## Problem statement
Lines in the listing below that hold "missing" are the ones to copy.

## Records provided
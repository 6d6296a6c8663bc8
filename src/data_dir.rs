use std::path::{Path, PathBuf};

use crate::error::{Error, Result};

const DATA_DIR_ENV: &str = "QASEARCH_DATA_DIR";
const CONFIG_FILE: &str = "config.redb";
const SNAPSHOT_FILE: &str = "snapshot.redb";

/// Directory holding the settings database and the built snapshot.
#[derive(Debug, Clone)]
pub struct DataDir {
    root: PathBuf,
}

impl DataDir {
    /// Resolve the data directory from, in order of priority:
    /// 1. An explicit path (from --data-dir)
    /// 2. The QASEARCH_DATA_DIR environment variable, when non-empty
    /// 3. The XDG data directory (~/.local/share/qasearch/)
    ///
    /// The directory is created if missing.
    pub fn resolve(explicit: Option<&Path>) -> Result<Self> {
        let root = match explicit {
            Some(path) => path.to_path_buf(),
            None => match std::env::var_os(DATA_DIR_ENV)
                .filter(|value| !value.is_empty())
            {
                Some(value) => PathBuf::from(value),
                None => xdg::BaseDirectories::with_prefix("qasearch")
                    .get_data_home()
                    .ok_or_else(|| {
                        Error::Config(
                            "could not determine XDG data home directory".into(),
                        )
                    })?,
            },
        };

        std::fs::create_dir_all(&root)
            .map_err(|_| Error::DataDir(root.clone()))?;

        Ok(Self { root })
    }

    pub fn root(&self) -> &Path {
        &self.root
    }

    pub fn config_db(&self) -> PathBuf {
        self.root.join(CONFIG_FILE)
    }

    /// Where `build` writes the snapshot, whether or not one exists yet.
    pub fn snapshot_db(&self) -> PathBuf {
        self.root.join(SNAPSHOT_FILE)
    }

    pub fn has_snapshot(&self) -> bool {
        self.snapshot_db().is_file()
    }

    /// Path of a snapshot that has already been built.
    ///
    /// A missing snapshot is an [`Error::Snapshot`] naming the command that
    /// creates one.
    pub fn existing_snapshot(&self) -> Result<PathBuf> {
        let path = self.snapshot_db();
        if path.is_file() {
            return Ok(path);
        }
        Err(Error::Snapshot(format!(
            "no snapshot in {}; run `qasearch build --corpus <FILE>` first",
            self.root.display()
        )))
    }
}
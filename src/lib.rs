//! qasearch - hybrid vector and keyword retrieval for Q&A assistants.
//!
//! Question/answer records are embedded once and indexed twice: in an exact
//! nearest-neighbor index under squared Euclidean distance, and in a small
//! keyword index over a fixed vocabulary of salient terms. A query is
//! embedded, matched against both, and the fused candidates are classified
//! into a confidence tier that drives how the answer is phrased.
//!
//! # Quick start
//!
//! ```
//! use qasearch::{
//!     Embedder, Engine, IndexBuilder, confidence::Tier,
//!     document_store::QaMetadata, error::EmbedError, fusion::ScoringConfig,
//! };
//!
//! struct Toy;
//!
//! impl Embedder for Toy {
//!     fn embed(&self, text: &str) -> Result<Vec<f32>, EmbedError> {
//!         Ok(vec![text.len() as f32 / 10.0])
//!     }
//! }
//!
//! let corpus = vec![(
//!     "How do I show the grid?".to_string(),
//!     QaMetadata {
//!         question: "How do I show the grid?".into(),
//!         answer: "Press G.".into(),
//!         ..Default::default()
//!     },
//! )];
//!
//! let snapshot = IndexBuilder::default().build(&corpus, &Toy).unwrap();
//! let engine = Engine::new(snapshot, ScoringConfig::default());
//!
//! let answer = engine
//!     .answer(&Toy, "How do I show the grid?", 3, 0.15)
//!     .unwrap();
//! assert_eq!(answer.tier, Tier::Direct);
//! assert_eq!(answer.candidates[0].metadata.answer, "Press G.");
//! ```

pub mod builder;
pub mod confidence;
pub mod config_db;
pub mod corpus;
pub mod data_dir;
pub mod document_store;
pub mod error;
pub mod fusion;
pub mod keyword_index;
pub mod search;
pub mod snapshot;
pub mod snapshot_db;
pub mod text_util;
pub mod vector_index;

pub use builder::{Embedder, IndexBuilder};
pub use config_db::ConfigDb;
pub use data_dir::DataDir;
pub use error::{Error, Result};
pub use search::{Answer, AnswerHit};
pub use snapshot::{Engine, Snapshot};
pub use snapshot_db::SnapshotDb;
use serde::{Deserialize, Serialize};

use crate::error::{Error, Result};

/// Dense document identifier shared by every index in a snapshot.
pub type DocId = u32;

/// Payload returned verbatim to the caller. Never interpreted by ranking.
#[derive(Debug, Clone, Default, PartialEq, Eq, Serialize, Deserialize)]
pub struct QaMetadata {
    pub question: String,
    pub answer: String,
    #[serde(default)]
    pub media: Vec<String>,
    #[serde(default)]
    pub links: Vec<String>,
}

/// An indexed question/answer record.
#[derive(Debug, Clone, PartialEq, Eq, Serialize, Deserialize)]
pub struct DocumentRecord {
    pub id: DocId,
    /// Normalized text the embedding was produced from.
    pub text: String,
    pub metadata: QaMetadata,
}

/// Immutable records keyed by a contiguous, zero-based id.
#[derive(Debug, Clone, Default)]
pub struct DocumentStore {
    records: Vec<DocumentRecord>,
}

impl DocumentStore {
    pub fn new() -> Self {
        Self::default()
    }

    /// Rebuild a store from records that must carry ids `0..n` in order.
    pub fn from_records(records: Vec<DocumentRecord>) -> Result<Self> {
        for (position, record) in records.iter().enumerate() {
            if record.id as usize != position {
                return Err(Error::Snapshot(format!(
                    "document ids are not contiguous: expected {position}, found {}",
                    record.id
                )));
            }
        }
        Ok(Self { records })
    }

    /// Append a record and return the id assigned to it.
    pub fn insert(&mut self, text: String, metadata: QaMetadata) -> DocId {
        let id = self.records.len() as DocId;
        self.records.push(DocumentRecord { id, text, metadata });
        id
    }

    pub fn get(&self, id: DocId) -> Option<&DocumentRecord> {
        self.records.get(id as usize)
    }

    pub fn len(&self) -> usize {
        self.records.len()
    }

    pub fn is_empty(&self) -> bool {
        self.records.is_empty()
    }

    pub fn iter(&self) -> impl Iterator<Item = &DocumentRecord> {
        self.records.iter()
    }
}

## Task output
    /// The directory is created if missing.
    /// A missing snapshot is an [`Error::Snapshot`] naming the command that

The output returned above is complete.